Source codes available

This project aimed to improve a text-to-image model AttnGAN in terms of textual understanding and training efficiency.

Developed a architecture called Trans_AttnGAN. Employed a pre-trained BERT as the text encoder for generating more contextually accurate sentences and word embeddings.
Designed a Soft Alignment Loss, leveraging a pre-trained image captioning BLIP followed by a BERT to generate fine-grained guidance in sentence and word level.
Verified that Trans_AttnGAN achieved comparable performance to AttnGAN with roughly half of the total training time on the CUB-200 dataset.

Music Genre Classifier Paper

Click to view the report

Source codes available

Trained and fine-tuned 9 different machine learning models for music genre classification, which are SVM, Logistic Regression, KNN, Naive Bayes, QDA, Random Forest, MLP, CatBoost, XGBoost.

Group leader
Use the FMA music dataset containing metadata, features, and genres for over 100,000 tracks.
Preprocess data by cleaning, word2vec, filling missing values, and normalizing.
Feature selection with Chi-square and Dimensionality reduction with PCA.
5 fold cross-validation to fine tune the 9 models.
Evaluate the best 9 models on test set using accuracy and macro F1 score.

Movie Review Sentiment Classifier

Click to view the report

Source codes available

Build a RNN-based model using Pytorch for sentiment classification on the movie reviews.

Preprocess the "Large Movie Review Dataset", including tokenization using SpaCy, construction of the one-hot vocabulary.
Modified architeture: Embedding layer + Bi-directional 2-layer LSTM + Linear layer.

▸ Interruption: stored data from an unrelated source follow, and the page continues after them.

//! Packed storage addressed by stable 32-bit identifiers.
//!
//! Values live contiguously in a `Vec` so they can be walked without gaps. A [`HashTable`] maps
//! each identifier to the value's current position; removing from the middle moves the last
//! value into the hole and re-points its identifier.

use crate::config::TableConfig;
use crate::hash::OneAtATime;
use crate::table::HashTable;

/// Identifier handed out by [`PackedSlots::insert`]. Ids are never reused by the same store.
pub type SlotId = u32;

/// Expected entry count when no capacity is given.
const DEFAULT_CAPACITY: usize = 1024;

/// Dense value array with O(1) amortized lookup and removal by [`SlotId`].
pub struct PackedSlots<T> {
    items: Vec<(SlotId, T)>,
    index: HashTable<SlotId, u32>,
    next_id: SlotId,
}

impl<T> PackedSlots<T> {
    /// Store sized for about 1024 values: 2048 buckets, 0.7 load factor, one-at-a-time hash.
    pub fn new() -> Self {
        Self::with_capacity(DEFAULT_CAPACITY)
    }

    pub fn with_capacity(capacity: usize) -> Self {
        let config = TableConfig::for_capacity(capacity);
        Self {
            items: Vec::with_capacity(capacity),
            index: HashTable::with_max_load_factor(
                config.initial_size,
                OneAtATime,
                config.max_load_factor,
            ),
            next_id: 0,
        }
    }

    /// Append `value` and return its new id.
    ///
    /// # Panics
    ///
    /// Panics once `u32::MAX` ids have been handed out.
    pub fn insert(&mut self, value: T) -> SlotId {
        let id = self.next_id;
        self.next_id = id
            .checked_add(1)
            .unwrap_or_else(|| panic!("slot id space exhausted"));
        let pos = self.items.len() as u32;
        self.items.push((id, value));
        self.index.insert(id, pos);
        id
    }

    pub fn get(&self, id: SlotId) -> Option<&T> {
        let pos = self.index.get(&id)?;
        Some(&self.items[pos as usize].1)
    }

    pub fn get_mut(&mut self, id: SlotId) -> Option<&mut T> {
        let pos = self.index.get(&id)?;
        Some(&mut self.items[pos as usize].1)
    }

    pub fn contains(&self, id: SlotId) -> bool {
        self.index.contains_key(&id)
    }

    /// Remove and return the value for `id`, keeping the array packed.
    pub fn remove(&mut self, id: SlotId) -> Option<T> {
        let pos = self.index.get(&id)?;
        self.index.remove(&id);

        let (_, value) = self.items.swap_remove(pos as usize);
        if let Some(&(moved_id, _)) = self.items.get(pos as usize) {
            tracing::trace!(moved_id, from = self.items.len(), to = pos, "remapping slot");
            self.index.insert(moved_id, pos);
        }
        Some(value)
    }

    /// Drop every value. Ids already handed out stay retired.
    pub fn clear(&mut self) {
        self.index.clear();
        self.items.clear();
    }

    pub fn len(&self) -> usize {
        self.items.len()
    }

    pub fn is_empty(&self) -> bool {
        self.items.is_empty()
    }

    /// Iterate `(id, value)` in packed order.
    pub fn iter(&self) -> impl Iterator<Item = (SlotId, &T)> + '_ {
        self.items.iter().map(|(id, v)| (*id, v))
    }

    pub fn iter_mut(&mut self) -> impl Iterator<Item = (SlotId, &mut T)> + '_ {
        self.items.iter_mut().map(|(id, v)| (*id, v))
    }

    /// The packed `(id, value)` array.
    pub fn as_slice(&self) -> &[(SlotId, T)] {
        &self.items
    }

    /// The id-to-position table, for diagnostics.
    pub fn index(&self) -> &HashTable<SlotId, u32> {
        &self.index
    }
}

impl<T> Default for PackedSlots<T> {
    fn default() -> Self {
        Self::new()
    }
}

CNNs for Handwritten Digit Classification

Click to view the report

Source codes available

The goal of this project was to build and modify two CNN models using Keras and PyTorch to classify handwritten digits.

Implemented baseline CNN models on MNIST dataset for digit classification
Tuned model architectures by varying number of layers, kernel sizes, and nodes

ResNet and Gradient Vanishing

Click to view the report

Source codes available

This project investigated the gradient vanishing problem and ResNet in Tenserflow and Keras.

Demonstrated the gradient vanishing issue in a feedforward network with tanh activation and solved the problem using ResNet.
Identified the maximum layers for ffnet (21 layers) and ResNet (63 layers) with tanh activation before gradient vanishing emerges.
Showed that switching the activation function to ReLU in ffnet and ResNet further increases their resilience to gradient vanishing (22 layers for ffnet, 81 for ResNet).

Analysis of MLP and CNN in Pattern Recognition

Click to view the report

This project analyzed the performance and parameter settings of MLP and CNN on MNIST and CIFAR 10 dataset in Matlab.

Experimented with various MLP structures and parameters on the MNIST dataset.
Implemented CNNs on MNIST and CIFAR 10 datasets, adjusting channels and pooling methods.
Fine-tuned to get the best CNN on MNIST which gained 0.968 and 0.9 for traning and testing accuracy, respectively.

A Model of Residual Sugar Content and Volatile Acidity Content in Wine Using MLE

Click to view the paper

Apply maximum likelihood estimation to model the relationship between residual sugar content and volatile acidity content in wine in Python.

Based on the chemical equation: C6H12O6+2O2 = 2CH3COOH + 2CO2 +2H2O, the hypothesis that there is a linear relationship between volatile acidity and residual sugar is made, i.e., residual sugar (y) and volatile acidity (x) can be represented by a linear function y = a + bx, where a and b are coefficients
According to MLE, mathematically derive the expressions for the parameters a and b.
Use polyfit function to calculate the coefficients, visualize the results and find out linear relationship is not efficient in describing the relationship between residual sugar and volatile acidity.
Finally, extend the experiment to quadratic and cubic, compare the performance of the three models and find out the cubic model performs the best.